▶ **What this task involves**:
Every line that contains the word "FromRequest" should be copied from the records below.
Study material: Begin
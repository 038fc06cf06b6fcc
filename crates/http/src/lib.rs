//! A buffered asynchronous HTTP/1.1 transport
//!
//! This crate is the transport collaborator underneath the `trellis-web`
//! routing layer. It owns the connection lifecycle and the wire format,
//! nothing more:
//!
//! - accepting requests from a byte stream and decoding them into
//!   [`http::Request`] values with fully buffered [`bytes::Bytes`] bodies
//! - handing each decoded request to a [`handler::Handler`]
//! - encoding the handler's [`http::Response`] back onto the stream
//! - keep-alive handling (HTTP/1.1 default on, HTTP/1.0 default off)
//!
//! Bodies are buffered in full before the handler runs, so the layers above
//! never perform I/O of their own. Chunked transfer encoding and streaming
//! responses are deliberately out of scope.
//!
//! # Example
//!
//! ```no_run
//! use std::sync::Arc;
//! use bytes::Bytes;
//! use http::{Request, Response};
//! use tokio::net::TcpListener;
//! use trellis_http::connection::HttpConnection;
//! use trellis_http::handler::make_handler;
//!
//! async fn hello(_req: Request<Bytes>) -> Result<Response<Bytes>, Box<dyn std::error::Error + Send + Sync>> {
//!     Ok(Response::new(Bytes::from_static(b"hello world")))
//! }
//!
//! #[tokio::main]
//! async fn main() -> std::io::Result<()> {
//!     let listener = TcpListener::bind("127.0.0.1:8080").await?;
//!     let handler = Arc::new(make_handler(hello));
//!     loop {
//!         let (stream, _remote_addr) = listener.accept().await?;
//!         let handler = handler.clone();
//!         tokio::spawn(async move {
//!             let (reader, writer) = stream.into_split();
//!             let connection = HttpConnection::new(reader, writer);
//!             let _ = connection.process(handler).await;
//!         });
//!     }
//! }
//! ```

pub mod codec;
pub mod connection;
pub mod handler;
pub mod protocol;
Study material: End
Study material: Begin
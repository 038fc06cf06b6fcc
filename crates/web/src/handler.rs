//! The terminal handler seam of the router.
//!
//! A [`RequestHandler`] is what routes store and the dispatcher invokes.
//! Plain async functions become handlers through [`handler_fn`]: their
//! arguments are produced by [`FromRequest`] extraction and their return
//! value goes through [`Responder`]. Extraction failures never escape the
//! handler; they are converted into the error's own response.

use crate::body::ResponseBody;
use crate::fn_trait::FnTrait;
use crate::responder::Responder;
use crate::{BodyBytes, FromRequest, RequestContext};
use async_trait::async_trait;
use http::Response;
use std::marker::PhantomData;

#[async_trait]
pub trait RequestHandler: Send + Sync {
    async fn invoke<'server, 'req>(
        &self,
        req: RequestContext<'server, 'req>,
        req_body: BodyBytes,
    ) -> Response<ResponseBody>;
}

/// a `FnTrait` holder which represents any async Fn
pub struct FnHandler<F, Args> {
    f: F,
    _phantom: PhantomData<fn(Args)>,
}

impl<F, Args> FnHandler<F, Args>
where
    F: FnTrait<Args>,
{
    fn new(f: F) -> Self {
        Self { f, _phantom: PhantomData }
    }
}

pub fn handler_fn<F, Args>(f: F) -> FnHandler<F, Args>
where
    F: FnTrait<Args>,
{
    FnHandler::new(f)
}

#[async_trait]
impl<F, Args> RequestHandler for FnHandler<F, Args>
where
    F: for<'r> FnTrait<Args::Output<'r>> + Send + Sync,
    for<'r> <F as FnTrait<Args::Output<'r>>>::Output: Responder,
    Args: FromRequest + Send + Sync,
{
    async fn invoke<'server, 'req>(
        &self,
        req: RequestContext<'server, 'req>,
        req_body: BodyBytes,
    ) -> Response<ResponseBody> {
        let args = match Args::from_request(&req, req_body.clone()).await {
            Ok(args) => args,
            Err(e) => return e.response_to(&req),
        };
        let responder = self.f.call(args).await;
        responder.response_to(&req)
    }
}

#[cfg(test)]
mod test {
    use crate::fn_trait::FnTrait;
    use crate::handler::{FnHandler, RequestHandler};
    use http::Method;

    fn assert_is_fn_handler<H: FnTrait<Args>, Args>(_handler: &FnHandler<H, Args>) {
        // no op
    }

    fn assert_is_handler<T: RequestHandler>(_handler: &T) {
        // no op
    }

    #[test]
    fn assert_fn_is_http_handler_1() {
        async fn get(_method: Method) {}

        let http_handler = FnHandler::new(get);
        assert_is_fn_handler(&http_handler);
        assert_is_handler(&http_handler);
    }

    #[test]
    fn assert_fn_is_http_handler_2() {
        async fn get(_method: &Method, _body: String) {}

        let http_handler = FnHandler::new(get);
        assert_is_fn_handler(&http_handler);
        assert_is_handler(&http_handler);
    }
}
Study material: End
Study material: Begin
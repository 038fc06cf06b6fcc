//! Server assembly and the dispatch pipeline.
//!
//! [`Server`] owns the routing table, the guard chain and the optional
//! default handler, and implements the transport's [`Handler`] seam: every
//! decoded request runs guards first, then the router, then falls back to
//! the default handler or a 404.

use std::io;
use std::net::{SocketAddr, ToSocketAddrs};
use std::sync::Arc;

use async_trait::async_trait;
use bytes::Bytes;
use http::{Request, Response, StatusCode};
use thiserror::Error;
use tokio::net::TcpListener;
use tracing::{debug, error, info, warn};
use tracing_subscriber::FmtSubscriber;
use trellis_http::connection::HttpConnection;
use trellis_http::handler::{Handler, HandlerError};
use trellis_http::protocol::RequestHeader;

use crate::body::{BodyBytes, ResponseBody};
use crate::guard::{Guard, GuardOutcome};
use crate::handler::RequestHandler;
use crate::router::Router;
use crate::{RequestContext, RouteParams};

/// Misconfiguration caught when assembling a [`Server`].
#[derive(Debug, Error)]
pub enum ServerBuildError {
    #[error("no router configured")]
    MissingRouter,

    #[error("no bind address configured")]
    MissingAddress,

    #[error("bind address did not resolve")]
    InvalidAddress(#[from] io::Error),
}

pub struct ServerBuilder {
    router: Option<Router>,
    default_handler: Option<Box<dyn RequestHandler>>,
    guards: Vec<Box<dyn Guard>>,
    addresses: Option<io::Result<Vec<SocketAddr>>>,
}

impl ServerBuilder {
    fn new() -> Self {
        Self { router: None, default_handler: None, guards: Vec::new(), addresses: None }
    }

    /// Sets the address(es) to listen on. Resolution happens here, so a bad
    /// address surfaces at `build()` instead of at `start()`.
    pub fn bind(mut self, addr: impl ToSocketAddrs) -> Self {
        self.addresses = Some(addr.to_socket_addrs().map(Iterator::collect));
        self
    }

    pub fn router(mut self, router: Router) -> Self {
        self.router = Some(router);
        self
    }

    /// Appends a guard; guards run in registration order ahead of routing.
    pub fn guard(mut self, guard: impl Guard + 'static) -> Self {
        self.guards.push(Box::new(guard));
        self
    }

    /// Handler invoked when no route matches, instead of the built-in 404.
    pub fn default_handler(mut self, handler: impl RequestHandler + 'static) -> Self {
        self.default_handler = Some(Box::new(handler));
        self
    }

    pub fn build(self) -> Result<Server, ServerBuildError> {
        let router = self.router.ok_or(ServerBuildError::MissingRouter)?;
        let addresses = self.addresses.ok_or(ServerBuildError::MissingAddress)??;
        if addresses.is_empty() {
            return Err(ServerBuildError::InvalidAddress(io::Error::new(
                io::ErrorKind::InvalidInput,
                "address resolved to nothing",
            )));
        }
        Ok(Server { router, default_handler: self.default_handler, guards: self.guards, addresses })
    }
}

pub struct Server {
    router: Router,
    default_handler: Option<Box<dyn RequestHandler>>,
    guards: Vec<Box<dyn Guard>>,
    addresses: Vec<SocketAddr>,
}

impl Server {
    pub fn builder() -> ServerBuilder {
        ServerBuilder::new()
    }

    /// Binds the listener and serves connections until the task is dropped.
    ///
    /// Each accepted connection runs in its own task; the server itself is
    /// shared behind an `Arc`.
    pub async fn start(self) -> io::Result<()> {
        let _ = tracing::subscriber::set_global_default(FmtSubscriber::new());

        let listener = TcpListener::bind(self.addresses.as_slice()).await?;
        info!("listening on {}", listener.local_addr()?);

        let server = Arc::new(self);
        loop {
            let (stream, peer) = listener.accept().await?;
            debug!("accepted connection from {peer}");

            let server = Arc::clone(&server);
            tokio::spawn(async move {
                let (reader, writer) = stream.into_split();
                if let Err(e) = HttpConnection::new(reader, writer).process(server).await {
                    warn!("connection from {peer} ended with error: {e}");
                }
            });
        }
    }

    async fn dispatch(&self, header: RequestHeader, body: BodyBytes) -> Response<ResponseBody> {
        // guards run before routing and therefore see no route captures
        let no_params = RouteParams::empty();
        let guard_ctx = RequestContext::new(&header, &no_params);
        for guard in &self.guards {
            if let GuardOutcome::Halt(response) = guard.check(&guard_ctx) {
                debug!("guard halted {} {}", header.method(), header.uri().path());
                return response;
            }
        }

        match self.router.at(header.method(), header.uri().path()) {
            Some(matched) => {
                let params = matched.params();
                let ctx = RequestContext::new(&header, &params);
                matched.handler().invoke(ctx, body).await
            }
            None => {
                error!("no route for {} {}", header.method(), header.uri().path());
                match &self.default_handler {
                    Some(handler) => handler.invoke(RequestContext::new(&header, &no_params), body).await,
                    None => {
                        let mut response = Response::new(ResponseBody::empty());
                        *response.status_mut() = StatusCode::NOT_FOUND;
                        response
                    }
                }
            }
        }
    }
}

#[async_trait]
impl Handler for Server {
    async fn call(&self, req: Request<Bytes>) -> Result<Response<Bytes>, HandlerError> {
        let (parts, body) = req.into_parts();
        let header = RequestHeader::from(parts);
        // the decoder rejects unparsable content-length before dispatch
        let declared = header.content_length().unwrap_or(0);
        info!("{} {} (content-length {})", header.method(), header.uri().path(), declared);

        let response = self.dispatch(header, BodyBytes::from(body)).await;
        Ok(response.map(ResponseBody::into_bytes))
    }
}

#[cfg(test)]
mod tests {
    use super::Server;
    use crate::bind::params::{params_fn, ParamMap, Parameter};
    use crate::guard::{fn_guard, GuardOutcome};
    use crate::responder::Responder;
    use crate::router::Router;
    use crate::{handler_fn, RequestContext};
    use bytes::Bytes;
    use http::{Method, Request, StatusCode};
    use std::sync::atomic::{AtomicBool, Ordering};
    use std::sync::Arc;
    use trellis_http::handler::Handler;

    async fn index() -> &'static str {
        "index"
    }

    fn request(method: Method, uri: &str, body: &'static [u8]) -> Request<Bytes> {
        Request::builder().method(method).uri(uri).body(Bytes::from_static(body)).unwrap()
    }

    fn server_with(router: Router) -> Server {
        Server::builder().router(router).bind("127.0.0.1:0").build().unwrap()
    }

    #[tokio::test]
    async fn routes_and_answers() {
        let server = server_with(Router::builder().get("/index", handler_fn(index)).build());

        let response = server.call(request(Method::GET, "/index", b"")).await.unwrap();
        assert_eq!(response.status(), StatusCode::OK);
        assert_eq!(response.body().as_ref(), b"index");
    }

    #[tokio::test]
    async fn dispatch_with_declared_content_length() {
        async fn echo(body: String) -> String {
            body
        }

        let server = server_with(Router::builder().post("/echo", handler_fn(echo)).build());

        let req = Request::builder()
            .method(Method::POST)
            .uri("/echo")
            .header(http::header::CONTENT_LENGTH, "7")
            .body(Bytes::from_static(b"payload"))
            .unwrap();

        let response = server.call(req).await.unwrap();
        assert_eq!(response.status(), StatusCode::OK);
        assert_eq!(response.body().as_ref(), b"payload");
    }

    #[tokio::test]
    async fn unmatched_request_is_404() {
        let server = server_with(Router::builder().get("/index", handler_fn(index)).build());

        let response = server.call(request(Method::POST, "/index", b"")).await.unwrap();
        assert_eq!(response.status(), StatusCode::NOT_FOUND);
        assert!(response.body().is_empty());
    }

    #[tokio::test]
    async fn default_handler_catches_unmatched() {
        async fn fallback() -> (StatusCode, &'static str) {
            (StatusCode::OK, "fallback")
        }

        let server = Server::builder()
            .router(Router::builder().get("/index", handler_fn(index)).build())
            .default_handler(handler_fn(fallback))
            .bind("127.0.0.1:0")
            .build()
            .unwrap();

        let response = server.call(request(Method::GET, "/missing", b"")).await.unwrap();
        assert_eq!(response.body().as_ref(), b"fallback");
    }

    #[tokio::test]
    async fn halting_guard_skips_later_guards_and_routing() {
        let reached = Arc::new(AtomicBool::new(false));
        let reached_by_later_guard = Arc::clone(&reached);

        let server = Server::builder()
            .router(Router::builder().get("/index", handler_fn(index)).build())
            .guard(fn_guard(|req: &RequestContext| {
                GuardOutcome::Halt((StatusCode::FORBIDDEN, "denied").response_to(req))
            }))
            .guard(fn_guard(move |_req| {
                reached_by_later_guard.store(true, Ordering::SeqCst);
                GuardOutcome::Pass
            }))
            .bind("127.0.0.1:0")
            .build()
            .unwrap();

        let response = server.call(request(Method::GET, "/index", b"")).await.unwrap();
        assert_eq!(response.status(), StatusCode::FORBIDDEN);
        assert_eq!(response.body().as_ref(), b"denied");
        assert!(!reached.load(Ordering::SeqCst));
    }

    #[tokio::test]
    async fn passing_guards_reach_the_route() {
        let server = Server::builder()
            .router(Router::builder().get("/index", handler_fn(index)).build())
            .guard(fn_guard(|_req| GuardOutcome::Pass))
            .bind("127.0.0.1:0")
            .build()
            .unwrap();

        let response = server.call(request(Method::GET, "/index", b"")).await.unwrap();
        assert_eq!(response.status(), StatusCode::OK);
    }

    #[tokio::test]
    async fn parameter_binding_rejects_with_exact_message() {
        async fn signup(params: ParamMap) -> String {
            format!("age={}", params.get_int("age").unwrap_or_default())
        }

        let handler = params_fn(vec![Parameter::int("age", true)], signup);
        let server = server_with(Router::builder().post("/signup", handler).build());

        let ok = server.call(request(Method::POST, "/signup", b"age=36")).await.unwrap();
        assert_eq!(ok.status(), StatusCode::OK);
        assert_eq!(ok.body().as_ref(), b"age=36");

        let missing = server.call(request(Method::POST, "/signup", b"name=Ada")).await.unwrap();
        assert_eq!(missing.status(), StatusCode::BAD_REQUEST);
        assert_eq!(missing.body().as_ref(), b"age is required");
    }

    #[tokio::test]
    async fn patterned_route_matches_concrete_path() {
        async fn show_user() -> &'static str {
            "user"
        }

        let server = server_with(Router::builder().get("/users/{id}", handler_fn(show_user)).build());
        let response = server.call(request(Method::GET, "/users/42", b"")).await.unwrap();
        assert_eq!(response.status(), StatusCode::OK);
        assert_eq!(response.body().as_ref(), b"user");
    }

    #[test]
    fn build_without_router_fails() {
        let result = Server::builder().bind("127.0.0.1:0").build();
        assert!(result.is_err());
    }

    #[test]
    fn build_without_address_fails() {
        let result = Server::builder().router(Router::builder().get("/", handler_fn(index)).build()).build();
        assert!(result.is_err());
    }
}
Study material: End
▶ **Response area**:
//! arguments are produced by [`FromRequest`] extraction and their return
use crate::{BodyBytes, FromRequest, RequestContext};
    Args: FromRequest + Send + Sync,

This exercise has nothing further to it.